REQUIRED ACTION:
Could you print every entry below exactly as given?

::: DATA FOR REVIEW

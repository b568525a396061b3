// libs/notification-cell/src/models.rs
use chrono::{DateTime, FixedOffset, Offset, Utc};
use serde::{Deserialize, Serialize};
use tracing::warn;
use uuid::Uuid;

// ==============================================================================
// CLINIC TIMEZONE
// ==============================================================================

/// The single wall clock every patient-facing date and time is rendered in.
///
/// Instants are stored and compared in UTC; only text meant for people goes
/// through this type.
#[derive(Debug, Clone, Copy, PartialEq, Eq)]
pub struct ClinicTimezone {
    offset: FixedOffset,
}

impl ClinicTimezone {
    pub fn from_offset_minutes(minutes: i32) -> Self {
        let offset = minutes.checked_mul(60).and_then(FixedOffset::east_opt).unwrap_or_else(|| {
            warn!("Clinic UTC offset of {} minutes is out of range, falling back to UTC", minutes);
            Utc.fix()
        });
        Self { offset }
    }

    /// Indian Standard Time, +05:30.
    pub fn ist() -> Self {
        Self::from_offset_minutes(330)
    }

    pub fn offset(&self) -> FixedOffset {
        self.offset
    }

    /// `yyyy-MM-dd`
    pub fn format_date(&self, instant: DateTime<Utc>) -> String {
        instant.with_timezone(&self.offset).format("%Y-%m-%d").to_string()
    }

    /// `HH:mm`, 24 hour clock.
    pub fn format_time(&self, instant: DateTime<Utc>) -> String {
        instant.with_timezone(&self.offset).format("%H:%M").to_string()
    }

    /// Human readable form used in reminder bodies, e.g. `2024-01-01 10:00 (UTC+05:30)`.
    pub fn format_datetime(&self, instant: DateTime<Utc>) -> String {
        let local = instant.with_timezone(&self.offset);
        format!("{} (UTC{})", local.format("%Y-%m-%d %H:%M"), local.format("%:z"))
    }
}

impl Default for ClinicTimezone {
    fn default() -> Self {
        Self::ist()
    }
}

// ==============================================================================
// DOMAIN INPUT
// ==============================================================================

/// What the booking side knows about a freshly persisted appointment.
#[derive(Debug, Clone)]
pub struct ConfirmationDetails {
    pub appointment_id: Uuid,
    pub patient_name: String,
    pub patient_email: String,
    pub doctor_name: String,
    pub specialty: Option<String>,
    pub scheduled_at: DateTime<Utc>,
}

/// What the reminder scan knows about an appointment that is about to start.
#[derive(Debug, Clone)]
pub struct ReminderDetails {
    pub appointment_id: Uuid,
    pub patient_name: String,
    pub patient_email: String,
    pub doctor_name: String,
    pub scheduled_at: DateTime<Utc>,
}

// ==============================================================================
// CHANNEL MESSAGES
// ==============================================================================

#[derive(Debug, Clone, PartialEq)]
pub struct ConfirmationMessage {
    pub to_email: String,
    pub patient_name: String,
    pub doctor_name: String,
    pub specialty: String,
    pub date: String,
    pub time: String,
    pub appointment_id: Uuid,
    pub qr_png: Vec<u8>,
}

#[derive(Debug, Clone, PartialEq)]
pub struct ReminderMessage {
    pub to_email: String,
    pub patient_name: String,
    pub doctor_name: String,
    pub scheduled_at: DateTime<Utc>,
    pub display_time: String,
}

// ==============================================================================
// SENDGRID WIRE FORMAT
// ==============================================================================

#[derive(Debug, Clone, Serialize, Deserialize)]
pub struct SendGridMailRequest {
    pub personalizations: Vec<SendGridPersonalization>,
    pub from: SendGridAddress,
    pub subject: String,
    pub content: Vec<SendGridContent>,
    #[serde(skip_serializing_if = "Vec::is_empty", default)]
    pub attachments: Vec<SendGridAttachment>,
}

#[derive(Debug, Clone, Serialize, Deserialize)]
pub struct SendGridPersonalization {
    pub to: Vec<SendGridAddress>,
}

#[derive(Debug, Clone, Serialize, Deserialize)]
pub struct SendGridAddress {
    pub email: String,
}

#[derive(Debug, Clone, Serialize, Deserialize)]
pub struct SendGridContent {
    #[serde(rename = "type")]
    pub content_type: String,
    pub value: String,
}

#[derive(Debug, Clone, Serialize, Deserialize)]
pub struct SendGridAttachment {
    pub content: String,
    #[serde(rename = "type")]
    pub content_type: String,
    pub filename: String,
    pub disposition: String,
}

::::::

ANSWER BOX:
repository b568525a396061b3
// libs/notification-cell/src/models.rs
use chrono::{DateTime, FixedOffset, Offset, Utc};
use serde::{Deserialize, Serialize};
use tracing::warn;
use uuid::Uuid;

// ==============================================================================
// CLINIC TIMEZONE
// ==============================================================================

/// The single wall clock every patient-facing date and time is rendered in.
///
/// Instants are stored and compared in UTC; only text meant for people goes
/// through this type.
#[derive(Debug, Clone, Copy, PartialEq, Eq)]
pub struct ClinicTimezone {
    offset: FixedOffset,
}

impl ClinicTimezone {
    pub fn from_offset_minutes(minutes: i32) -> Self {
        let offset = minutes.checked_mul(60).and_then(FixedOffset::east_opt).unwrap_or_else(|| {
            warn!("Clinic UTC offset of {} minutes is out of range, falling back to UTC", minutes);
            Utc.fix()
        });
        Self { offset }
    }

    /// Indian Standard Time, +05:30.
    pub fn ist() -> Self {
        Self::from_offset_minutes(330)
    }

    pub fn offset(&self) -> FixedOffset {
        self.offset
    }

    /// `yyyy-MM-dd`
    pub fn format_date(&self, instant: DateTime<Utc>) -> String {
        instant.with_timezone(&self.offset).format("%Y-%m-%d").to_string()
    }

    /// `HH:mm`, 24 hour clock.
    pub fn format_time(&self, instant: DateTime<Utc>) -> String {
        instant.with_timezone(&self.offset).format("%H:%M").to_string()
    }

    /// Human readable form used in reminder bodies, e.g. `2024-01-01 10:00 (UTC+05:30)`.
    pub fn format_datetime(&self, instant: DateTime<Utc>) -> String {
        let local = instant.with_timezone(&self.offset);
        format!("{} (UTC{})", local.format("%Y-%m-%d %H:%M"), local.format("%:z"))
    }
}

impl Default for ClinicTimezone {
    fn default() -> Self {
        Self::ist()
    }
}

// ==============================================================================
// DOMAIN INPUT
// ==============================================================================

/// What the booking side knows about a freshly persisted appointment.
#[derive(Debug, Clone)]
pub struct ConfirmationDetails {
    pub appointment_id: Uuid,
    pub patient_name: String,
    pub patient_email: String,
    pub doctor_name: String,
    pub specialty: Option<String>,
    pub scheduled_at: DateTime<Utc>,
}

/// What the reminder scan knows about an appointment that is about to start.
#[derive(Debug, Clone)]
pub struct ReminderDetails {
    pub appointment_id: Uuid,
    pub patient_name: String,
    pub patient_email: String,
    pub doctor_name: String,
    pub scheduled_at: DateTime<Utc>,
}

// ==============================================================================
// CHANNEL MESSAGES
// ==============================================================================

#[derive(Debug, Clone, PartialEq)]
pub struct ConfirmationMessage {
    pub to_email: String,
    pub patient_name: String,
    pub doctor_name: String,
    pub specialty: String,
    pub date: String,
    pub time: String,
    pub appointment_id: Uuid,
    pub qr_png: Vec<u8>,
}

#[derive(Debug, Clone, PartialEq)]
pub struct ReminderMessage {
    pub to_email: String,
    pub patient_name: String,
    pub doctor_name: String,
    pub scheduled_at: DateTime<Utc>,
    pub display_time: String,
}

// ==============================================================================
// SENDGRID WIRE FORMAT
// ==============================================================================

#[derive(Debug, Clone, Serialize, Deserialize)]
pub struct SendGridMailRequest {
    pub personalizations: Vec<SendGridPersonalization>,
    pub from: SendGridAddress,
    pub subject: String,
    pub content: Vec<SendGridContent>,
    #[serde(skip_serializing_if = "Vec::is_empty", default)]
    pub attachments: Vec<SendGridAttachment>,
}

#[derive(Debug, Clone, Serialize, Deserialize)]
pub struct SendGridPersonalization {
    pub to: Vec<SendGridAddress>,
}

#[derive(Debug, Clone, Serialize, Deserialize)]
pub struct SendGridAddress {
    pub email: String,
}

#[derive(Debug, Clone, Serialize, Deserialize)]
pub struct SendGridContent {
    #[serde(rename = "type")]
    pub content_type: String,
    pub value: String,
}

#[derive(Debug, Clone, Serialize, Deserialize)]
pub struct SendGridAttachment {
    pub content: String,
    #[serde(rename = "type")]
    pub content_type: String,
    pub filename: String,
    pub disposition: String,
}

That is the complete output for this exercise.